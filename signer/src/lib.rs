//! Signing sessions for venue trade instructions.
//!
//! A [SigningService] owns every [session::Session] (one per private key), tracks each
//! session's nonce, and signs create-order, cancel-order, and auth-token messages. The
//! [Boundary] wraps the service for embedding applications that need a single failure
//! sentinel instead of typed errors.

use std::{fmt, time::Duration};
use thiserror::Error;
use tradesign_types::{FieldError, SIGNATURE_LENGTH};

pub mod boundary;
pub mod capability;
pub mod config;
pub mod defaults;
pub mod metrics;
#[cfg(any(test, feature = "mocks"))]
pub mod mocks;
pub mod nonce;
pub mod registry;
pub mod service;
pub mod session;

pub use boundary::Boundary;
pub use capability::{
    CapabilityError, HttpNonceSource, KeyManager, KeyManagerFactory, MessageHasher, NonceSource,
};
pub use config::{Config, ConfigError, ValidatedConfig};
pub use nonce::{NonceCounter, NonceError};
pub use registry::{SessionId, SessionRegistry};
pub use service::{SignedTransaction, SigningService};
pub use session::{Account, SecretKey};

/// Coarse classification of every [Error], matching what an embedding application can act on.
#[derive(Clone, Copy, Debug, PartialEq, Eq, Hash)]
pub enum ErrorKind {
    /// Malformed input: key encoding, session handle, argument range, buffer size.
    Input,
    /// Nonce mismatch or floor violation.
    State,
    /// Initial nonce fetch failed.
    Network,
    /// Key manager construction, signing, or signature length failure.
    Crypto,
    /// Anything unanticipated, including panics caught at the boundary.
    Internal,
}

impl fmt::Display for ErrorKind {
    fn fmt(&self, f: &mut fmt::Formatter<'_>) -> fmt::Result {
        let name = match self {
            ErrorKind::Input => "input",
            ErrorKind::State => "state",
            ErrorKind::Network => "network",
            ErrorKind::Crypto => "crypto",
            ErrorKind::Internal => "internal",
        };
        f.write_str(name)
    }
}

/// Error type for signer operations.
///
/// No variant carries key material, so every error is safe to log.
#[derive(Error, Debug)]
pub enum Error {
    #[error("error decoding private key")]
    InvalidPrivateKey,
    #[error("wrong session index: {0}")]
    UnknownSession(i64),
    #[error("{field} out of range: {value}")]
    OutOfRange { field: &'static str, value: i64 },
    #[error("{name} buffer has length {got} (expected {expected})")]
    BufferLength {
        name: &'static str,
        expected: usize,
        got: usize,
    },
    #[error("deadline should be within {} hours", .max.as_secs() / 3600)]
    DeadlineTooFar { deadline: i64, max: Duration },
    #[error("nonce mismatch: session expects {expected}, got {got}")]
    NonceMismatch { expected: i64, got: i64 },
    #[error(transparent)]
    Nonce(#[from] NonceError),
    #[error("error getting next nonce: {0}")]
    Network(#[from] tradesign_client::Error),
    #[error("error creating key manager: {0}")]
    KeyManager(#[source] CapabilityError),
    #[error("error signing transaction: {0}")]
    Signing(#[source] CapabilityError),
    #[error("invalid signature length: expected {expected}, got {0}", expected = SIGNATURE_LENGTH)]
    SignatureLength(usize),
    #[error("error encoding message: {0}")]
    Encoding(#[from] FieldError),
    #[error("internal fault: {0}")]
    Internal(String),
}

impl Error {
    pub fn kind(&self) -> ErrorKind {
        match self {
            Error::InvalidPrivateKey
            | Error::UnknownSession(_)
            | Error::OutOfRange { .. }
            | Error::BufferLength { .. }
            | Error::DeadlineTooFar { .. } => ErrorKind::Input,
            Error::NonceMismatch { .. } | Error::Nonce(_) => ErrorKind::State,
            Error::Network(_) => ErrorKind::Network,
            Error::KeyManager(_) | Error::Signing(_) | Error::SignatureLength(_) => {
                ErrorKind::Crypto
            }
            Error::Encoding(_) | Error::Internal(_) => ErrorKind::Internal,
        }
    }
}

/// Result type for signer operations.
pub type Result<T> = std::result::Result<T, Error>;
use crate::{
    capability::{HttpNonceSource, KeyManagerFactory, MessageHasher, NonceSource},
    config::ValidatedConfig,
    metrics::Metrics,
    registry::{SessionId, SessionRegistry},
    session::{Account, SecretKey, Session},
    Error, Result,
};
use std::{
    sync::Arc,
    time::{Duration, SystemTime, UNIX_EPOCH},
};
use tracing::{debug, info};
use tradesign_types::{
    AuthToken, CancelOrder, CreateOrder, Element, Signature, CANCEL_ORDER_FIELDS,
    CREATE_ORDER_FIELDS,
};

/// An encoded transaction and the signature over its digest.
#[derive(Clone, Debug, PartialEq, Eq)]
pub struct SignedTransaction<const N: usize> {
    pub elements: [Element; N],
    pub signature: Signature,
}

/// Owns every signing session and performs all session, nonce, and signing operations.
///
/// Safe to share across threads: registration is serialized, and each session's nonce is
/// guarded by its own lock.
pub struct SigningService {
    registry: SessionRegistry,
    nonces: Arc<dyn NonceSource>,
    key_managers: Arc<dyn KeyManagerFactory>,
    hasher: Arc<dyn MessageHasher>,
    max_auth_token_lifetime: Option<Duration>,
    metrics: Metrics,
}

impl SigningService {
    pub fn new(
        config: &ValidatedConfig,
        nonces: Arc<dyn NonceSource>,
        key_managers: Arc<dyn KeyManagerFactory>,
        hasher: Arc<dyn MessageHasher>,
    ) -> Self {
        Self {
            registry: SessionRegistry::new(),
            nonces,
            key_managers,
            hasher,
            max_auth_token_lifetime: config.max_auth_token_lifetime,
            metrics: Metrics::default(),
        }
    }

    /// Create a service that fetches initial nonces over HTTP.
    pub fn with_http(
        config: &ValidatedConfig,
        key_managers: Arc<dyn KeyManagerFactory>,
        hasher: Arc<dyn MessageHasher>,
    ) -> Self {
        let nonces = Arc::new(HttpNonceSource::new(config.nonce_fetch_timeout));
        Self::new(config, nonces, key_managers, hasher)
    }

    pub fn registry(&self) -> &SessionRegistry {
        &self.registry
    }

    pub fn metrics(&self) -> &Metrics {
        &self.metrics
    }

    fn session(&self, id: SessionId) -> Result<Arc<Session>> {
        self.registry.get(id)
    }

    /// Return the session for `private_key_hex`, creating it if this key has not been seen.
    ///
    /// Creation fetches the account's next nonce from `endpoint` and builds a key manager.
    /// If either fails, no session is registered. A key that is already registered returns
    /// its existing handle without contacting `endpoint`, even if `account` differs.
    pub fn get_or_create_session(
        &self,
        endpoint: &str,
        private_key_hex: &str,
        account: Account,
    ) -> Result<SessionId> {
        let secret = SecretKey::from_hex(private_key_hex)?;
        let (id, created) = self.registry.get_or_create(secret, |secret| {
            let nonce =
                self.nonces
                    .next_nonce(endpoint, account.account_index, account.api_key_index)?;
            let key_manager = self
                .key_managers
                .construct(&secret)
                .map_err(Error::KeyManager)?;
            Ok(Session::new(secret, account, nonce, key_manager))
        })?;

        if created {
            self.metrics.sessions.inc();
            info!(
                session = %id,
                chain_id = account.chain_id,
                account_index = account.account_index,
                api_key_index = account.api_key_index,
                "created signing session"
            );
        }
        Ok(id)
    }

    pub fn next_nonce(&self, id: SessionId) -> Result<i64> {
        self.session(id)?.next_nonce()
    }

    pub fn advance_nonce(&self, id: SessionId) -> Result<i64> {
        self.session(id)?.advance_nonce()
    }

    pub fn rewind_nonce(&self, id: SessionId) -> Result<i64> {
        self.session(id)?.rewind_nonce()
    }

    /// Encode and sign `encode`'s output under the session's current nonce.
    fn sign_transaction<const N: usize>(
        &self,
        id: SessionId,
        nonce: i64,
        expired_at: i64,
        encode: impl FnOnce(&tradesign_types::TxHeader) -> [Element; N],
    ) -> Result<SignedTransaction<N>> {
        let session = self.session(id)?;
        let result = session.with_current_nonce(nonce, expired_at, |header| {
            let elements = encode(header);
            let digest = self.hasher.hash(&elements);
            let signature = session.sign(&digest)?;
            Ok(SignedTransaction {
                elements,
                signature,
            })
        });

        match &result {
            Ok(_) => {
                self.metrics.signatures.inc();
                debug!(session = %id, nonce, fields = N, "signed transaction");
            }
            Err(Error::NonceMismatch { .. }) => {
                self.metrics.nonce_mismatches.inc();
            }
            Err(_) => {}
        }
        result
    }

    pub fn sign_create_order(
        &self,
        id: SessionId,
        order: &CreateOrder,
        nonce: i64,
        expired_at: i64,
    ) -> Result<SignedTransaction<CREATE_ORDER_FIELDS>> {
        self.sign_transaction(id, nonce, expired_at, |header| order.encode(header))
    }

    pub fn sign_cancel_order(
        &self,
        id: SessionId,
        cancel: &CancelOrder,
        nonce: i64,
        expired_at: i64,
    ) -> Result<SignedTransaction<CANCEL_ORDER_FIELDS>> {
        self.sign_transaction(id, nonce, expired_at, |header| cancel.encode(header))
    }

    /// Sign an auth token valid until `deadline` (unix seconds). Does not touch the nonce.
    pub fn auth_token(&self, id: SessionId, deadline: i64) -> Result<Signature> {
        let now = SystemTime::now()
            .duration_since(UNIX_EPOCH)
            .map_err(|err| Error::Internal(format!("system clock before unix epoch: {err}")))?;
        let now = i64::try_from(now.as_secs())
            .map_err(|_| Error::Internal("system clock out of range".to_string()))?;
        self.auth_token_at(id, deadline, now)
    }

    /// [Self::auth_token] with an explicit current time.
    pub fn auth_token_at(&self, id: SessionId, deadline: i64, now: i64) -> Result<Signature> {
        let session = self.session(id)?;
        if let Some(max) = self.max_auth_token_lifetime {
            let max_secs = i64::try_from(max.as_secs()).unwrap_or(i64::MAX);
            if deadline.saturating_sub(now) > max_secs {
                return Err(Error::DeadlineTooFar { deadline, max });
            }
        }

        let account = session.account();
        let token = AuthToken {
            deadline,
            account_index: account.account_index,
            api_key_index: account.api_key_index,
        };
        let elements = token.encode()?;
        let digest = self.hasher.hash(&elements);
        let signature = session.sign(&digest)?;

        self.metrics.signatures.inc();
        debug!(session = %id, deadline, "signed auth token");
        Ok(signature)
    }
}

_ _ _

● What the task requires
Look through the entries above. Copy out every line holding the word "SignatureLength".

● Response box
    SignatureLength(usize),
            Error::KeyManager(_) | Error::Signing(_) | Error::SignatureLength(_) => {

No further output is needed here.